Photovoltaic (PV) systems are subject to several different systematic de-rating factors, such as soiling, degradation, inverter mismatch and shading. With increasing penetration of PV in the local grid, Distribution Network Service Providers (DNSPs) are inclined to assess such losses, in order to accurately estimate the total regional power output of distributed PV. The most influential de-rating factor is shading, which can cause ramps on the generated power output, similar to clouds. In this study we evaluate and compare two fundamentally different methods for module orientation parametrisation and shading analysis of PV systems that have been developed in previous work. In the first method, LiDAR (Light Detection and Ranging) data are used to derive the PV module orientation and shading, referred to herein as LiDAR model. The second method, referred to as the QCPV-Tuning model, is based on reported PV power generation, which is firstly quality controlled and parametrised in order to derive module orientation and a loss factor, LF, representing systematic de-rating factors. Secondly, variations in de-ratings throughout the day, mainly due to shading, are explored in a process referred to as Tuning. For both methods, binary time series are derived expressing the presence of shading, which are used to evaluate how the methods corroborate. We evaluate four cases; case 1) evaluates the original versions of the LiDAR and QCPV-Tuning models, while in case 2-4 improvements to the models are introduced. A new filter for extracting representative LiDAR data points for the shading analysis was introduced for the LiDAR model (case 2).
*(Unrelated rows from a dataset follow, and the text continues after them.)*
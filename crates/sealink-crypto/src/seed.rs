//! Channel seed derivation.
//!
//! Channel creation runs two independent key encapsulations. The channel seed
//! combines both keys so that leaking either exchange alone does not expose
//! the channel:
//!
//! ```text
//! seed = HKDF-SHA256(salt = SEED_LABEL, ikm = k1 || k2)
//! directional key (A -> B) = HKDF-Expand(seed, DIRECTION_LABEL || A || B)
//! ```

use std::fmt;

use hkdf::Hkdf;
use sealink_encoding::Uid;
use sha2::Sha256;
use zeroize::Zeroize;

use crate::kem::{SYMMETRIC_KEY_SIZE, SymmetricKey};

/// Salt for combining KEM keys into a channel seed
const SEED_LABEL: &[u8] = b"sealinkChannelSeedV1";

/// Label for per-direction channel keys
const DIRECTION_LABEL: &[u8] = b"sealinkChannelDirectionV1";

/// Size of a channel seed (32 bytes)
pub const CHANNEL_SEED_SIZE: usize = 32;

/// Root key material of a confirmed channel. Zeroized on drop.
#[derive(Clone, PartialEq, Eq)]
pub struct ChannelSeed([u8; CHANNEL_SEED_SIZE]);

impl ChannelSeed {
    /// Combine encapsulated keys into a seed.
    ///
    /// Order matters: both sides must pass `[k1, k2]` in the same order.
    #[must_use]
    pub fn from_keys(keys: &[&SymmetricKey]) -> Self {
        let mut ikm = Vec::with_capacity(keys.len() * SYMMETRIC_KEY_SIZE);
        for key in keys {
            ikm.extend_from_slice(key.as_bytes());
        }

        let hkdf = Hkdf::<Sha256>::new(Some(SEED_LABEL), &ikm);
        ikm.zeroize();

        let mut seed = [0u8; CHANNEL_SEED_SIZE];
        let Ok(()) = hkdf.expand(&[], &mut seed) else {
            unreachable!("32 bytes is a valid HKDF-SHA256 output length");
        };

        Self(seed)
    }

    /// Wrap raw seed bytes.
    #[must_use]
    pub const fn from_bytes(bytes: [u8; CHANNEL_SEED_SIZE]) -> Self {
        Self(bytes)
    }

    /// Raw seed bytes.
    #[must_use]
    pub const fn as_bytes(&self) -> &[u8; CHANNEL_SEED_SIZE] {
        &self.0
    }

    /// Key for traffic from `sender` to `recipient`.
    ///
    /// Each direction gets its own key, so the two devices never encrypt
    /// under the same key and nonce space.
    #[must_use]
    pub fn directional_key(&self, sender: &Uid, recipient: &Uid) -> SymmetricKey {
        let Ok(hkdf) = Hkdf::<Sha256>::from_prk(&self.0) else {
            unreachable!("32 bytes is a valid HKDF-SHA256 PRK length");
        };

        let mut info = Vec::with_capacity(DIRECTION_LABEL.len() + 2 * Uid::LEN);
        info.extend_from_slice(DIRECTION_LABEL);
        info.extend_from_slice(sender.as_bytes());
        info.extend_from_slice(recipient.as_bytes());

        let mut key = [0u8; SYMMETRIC_KEY_SIZE];
        let Ok(()) = hkdf.expand(&info, &mut key) else {
            unreachable!("32 bytes is a valid HKDF-SHA256 output length");
        };

        SymmetricKey::from_bytes(key)
    }
}

impl fmt::Debug for ChannelSeed {
    fn fmt(&self, f: &mut fmt::Formatter<'_>) -> fmt::Result {
        f.write_str("ChannelSeed(..)")
    }
}

impl Drop for ChannelSeed {
    fn drop(&mut self) {
        self.0.zeroize();
    }
}

#[cfg(test)]
mod tests {
    use super::*;

    fn key(byte: u8) -> SymmetricKey {
        SymmetricKey::from_bytes([byte; 32])
    }

    #[test]
    fn seed_is_deterministic() {
        let (k1, k2) = (key(1), key(2));
        assert_eq!(ChannelSeed::from_keys(&[&k1, &k2]), ChannelSeed::from_keys(&[&k1, &k2]));
    }

    #[test]
    fn key_order_matters() {
        let (k1, k2) = (key(1), key(2));
        assert_ne!(ChannelSeed::from_keys(&[&k1, &k2]), ChannelSeed::from_keys(&[&k2, &k1]));
    }

    #[test]
    fn each_key_contributes() {
        let (k1, k2, k3) = (key(1), key(2), key(3));
        let base = ChannelSeed::from_keys(&[&k1, &k2]);
        assert_ne!(base, ChannelSeed::from_keys(&[&k3, &k2]));
        assert_ne!(base, ChannelSeed::from_keys(&[&k1, &k3]));
    }

    #[test]
    fn directions_differ() {
        let seed = ChannelSeed::from_keys(&[&key(1), &key(2)]);
        let (a, b) = (Uid::from_bytes([0xa; 32]), Uid::from_bytes([0xb; 32]));
        assert_ne!(seed.directional_key(&a, &b), seed.directional_key(&b, &a));
        assert_eq!(seed.directional_key(&a, &b), seed.directional_key(&a, &b));
    }
}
For the QCPV-Tuning model significant inaccuracies in the parametrisation of the module orientation were identified due to strong shading in either morning or evening and were thus corrected to observed parameters (case 3). For case 4) improvements on both models were introduced. The Pearson correlation coefficients of shading events for the methods were 0.28, 0.36, 0.42 and 0.50 for case 1-4, respectively. A mismatch in the timing of shading events motivated the comparison of the mean hourly shading, with correlation coefficients of 0.34, 0.43, 0.49 and 0.57 for case 1-4, respectively. The results of this study show that both methods can confidently be used for solar resource assessment, given the suggested improvements.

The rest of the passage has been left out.